⟨

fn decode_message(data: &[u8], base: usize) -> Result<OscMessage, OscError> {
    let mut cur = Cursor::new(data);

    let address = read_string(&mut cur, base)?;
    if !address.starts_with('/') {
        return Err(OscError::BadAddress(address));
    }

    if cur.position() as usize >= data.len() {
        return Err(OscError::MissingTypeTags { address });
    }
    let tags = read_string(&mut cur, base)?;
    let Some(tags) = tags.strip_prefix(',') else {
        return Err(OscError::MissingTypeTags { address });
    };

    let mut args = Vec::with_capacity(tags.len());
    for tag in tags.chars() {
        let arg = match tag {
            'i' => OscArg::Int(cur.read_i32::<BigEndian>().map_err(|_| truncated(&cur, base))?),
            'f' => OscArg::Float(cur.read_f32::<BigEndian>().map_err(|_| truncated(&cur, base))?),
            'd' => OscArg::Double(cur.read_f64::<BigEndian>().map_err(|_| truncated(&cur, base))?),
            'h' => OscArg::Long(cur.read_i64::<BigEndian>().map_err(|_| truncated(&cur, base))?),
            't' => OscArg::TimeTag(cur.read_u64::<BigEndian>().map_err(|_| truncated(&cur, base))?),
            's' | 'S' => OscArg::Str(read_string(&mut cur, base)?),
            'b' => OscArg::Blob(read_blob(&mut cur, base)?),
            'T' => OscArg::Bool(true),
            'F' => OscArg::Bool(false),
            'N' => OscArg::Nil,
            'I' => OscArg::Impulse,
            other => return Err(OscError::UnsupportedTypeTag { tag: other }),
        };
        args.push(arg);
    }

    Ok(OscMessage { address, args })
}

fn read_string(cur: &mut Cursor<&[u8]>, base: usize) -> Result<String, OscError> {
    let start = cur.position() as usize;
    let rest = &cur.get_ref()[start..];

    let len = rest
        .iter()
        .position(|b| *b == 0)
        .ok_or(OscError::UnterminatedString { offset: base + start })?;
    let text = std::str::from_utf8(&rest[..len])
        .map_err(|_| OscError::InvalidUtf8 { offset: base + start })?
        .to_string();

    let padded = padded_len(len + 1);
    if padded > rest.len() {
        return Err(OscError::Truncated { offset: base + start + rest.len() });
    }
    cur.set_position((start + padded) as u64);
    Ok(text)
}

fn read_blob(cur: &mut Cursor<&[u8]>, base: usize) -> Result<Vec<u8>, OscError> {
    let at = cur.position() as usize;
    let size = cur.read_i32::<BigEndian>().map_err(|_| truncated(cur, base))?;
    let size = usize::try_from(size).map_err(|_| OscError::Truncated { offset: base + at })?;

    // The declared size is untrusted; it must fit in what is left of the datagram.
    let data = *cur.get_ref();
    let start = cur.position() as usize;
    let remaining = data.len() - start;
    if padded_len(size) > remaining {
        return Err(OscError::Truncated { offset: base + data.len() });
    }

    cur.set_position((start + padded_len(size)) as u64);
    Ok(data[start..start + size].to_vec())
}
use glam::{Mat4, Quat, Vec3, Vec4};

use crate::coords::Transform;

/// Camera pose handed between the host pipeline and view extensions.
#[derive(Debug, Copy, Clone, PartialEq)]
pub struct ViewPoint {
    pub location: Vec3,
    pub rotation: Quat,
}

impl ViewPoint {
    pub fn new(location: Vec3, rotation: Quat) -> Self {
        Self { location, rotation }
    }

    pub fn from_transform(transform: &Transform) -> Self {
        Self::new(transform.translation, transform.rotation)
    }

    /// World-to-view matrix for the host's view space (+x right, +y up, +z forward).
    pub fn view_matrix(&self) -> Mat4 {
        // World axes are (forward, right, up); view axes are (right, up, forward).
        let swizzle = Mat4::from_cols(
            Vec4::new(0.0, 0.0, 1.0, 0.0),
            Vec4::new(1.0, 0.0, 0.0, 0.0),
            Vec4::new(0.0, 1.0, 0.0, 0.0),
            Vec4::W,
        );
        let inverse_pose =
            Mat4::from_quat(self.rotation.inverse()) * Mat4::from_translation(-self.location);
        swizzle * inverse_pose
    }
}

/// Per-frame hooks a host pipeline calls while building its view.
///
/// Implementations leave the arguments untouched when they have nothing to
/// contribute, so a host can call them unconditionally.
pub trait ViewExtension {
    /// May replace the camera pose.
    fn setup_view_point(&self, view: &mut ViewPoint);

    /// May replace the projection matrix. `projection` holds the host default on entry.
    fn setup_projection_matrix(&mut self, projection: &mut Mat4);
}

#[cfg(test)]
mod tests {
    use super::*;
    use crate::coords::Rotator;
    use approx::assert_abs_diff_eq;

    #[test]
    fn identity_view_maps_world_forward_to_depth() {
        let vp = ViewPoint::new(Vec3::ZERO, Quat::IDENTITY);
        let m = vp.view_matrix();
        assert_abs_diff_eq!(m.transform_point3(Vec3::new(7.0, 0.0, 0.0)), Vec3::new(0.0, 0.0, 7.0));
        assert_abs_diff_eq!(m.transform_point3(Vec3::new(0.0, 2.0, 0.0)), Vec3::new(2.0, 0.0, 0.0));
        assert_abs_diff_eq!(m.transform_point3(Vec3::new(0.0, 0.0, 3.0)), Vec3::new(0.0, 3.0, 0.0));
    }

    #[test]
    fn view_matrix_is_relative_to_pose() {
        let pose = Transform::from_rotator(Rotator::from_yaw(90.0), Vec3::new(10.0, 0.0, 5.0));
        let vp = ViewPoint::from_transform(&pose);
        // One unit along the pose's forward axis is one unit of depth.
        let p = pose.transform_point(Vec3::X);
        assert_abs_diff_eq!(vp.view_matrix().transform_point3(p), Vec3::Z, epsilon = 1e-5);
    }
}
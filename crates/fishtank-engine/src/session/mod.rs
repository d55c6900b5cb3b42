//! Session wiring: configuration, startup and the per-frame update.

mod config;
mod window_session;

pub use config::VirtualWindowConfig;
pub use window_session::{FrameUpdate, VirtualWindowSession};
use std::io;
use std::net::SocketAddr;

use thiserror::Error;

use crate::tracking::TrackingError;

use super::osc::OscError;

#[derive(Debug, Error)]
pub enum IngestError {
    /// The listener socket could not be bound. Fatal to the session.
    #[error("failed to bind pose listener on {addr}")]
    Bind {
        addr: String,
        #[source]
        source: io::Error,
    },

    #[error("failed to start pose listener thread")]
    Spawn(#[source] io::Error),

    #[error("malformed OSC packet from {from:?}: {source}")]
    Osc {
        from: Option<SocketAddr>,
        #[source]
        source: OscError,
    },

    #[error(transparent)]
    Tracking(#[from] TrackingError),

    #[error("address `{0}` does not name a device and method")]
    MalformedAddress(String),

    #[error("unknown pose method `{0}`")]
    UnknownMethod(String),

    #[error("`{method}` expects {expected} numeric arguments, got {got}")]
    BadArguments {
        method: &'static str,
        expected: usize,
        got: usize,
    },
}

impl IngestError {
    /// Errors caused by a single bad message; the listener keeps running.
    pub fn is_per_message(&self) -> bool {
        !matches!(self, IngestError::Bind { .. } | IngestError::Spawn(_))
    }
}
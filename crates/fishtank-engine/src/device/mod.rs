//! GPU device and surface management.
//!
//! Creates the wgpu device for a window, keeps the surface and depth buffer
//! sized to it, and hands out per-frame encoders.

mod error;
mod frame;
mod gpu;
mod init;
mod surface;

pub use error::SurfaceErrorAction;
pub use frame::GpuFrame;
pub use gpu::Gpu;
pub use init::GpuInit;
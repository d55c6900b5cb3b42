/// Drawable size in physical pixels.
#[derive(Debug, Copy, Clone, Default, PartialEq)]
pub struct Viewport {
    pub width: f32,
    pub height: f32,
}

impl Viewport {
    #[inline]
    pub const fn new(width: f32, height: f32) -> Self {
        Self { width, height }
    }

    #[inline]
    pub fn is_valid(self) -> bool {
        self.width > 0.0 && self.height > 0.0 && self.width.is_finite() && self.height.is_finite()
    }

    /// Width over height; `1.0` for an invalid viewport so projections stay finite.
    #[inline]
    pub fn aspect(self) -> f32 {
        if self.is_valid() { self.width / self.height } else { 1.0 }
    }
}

⟩

From the opening line of the data above, please print each line as written up to and including the line that contains "let arg = match", and nothing more.

■ **Completed exercise**:
fn decode_message(data: &[u8], base: usize) -> Result<OscMessage, OscError> {
    let mut cur = Cursor::new(data);

    let address = read_string(&mut cur, base)?;
    if !address.starts_with('/') {
        return Err(OscError::BadAddress(address));
    }

    if cur.position() as usize >= data.len() {
        return Err(OscError::MissingTypeTags { address });
    }
    let tags = read_string(&mut cur, base)?;
    let Some(tags) = tags.strip_prefix(',') else {
        return Err(OscError::MissingTypeTags { address });
    };

    let mut args = Vec::with_capacity(tags.len());
    for tag in tags.chars() {
        let arg = match tag {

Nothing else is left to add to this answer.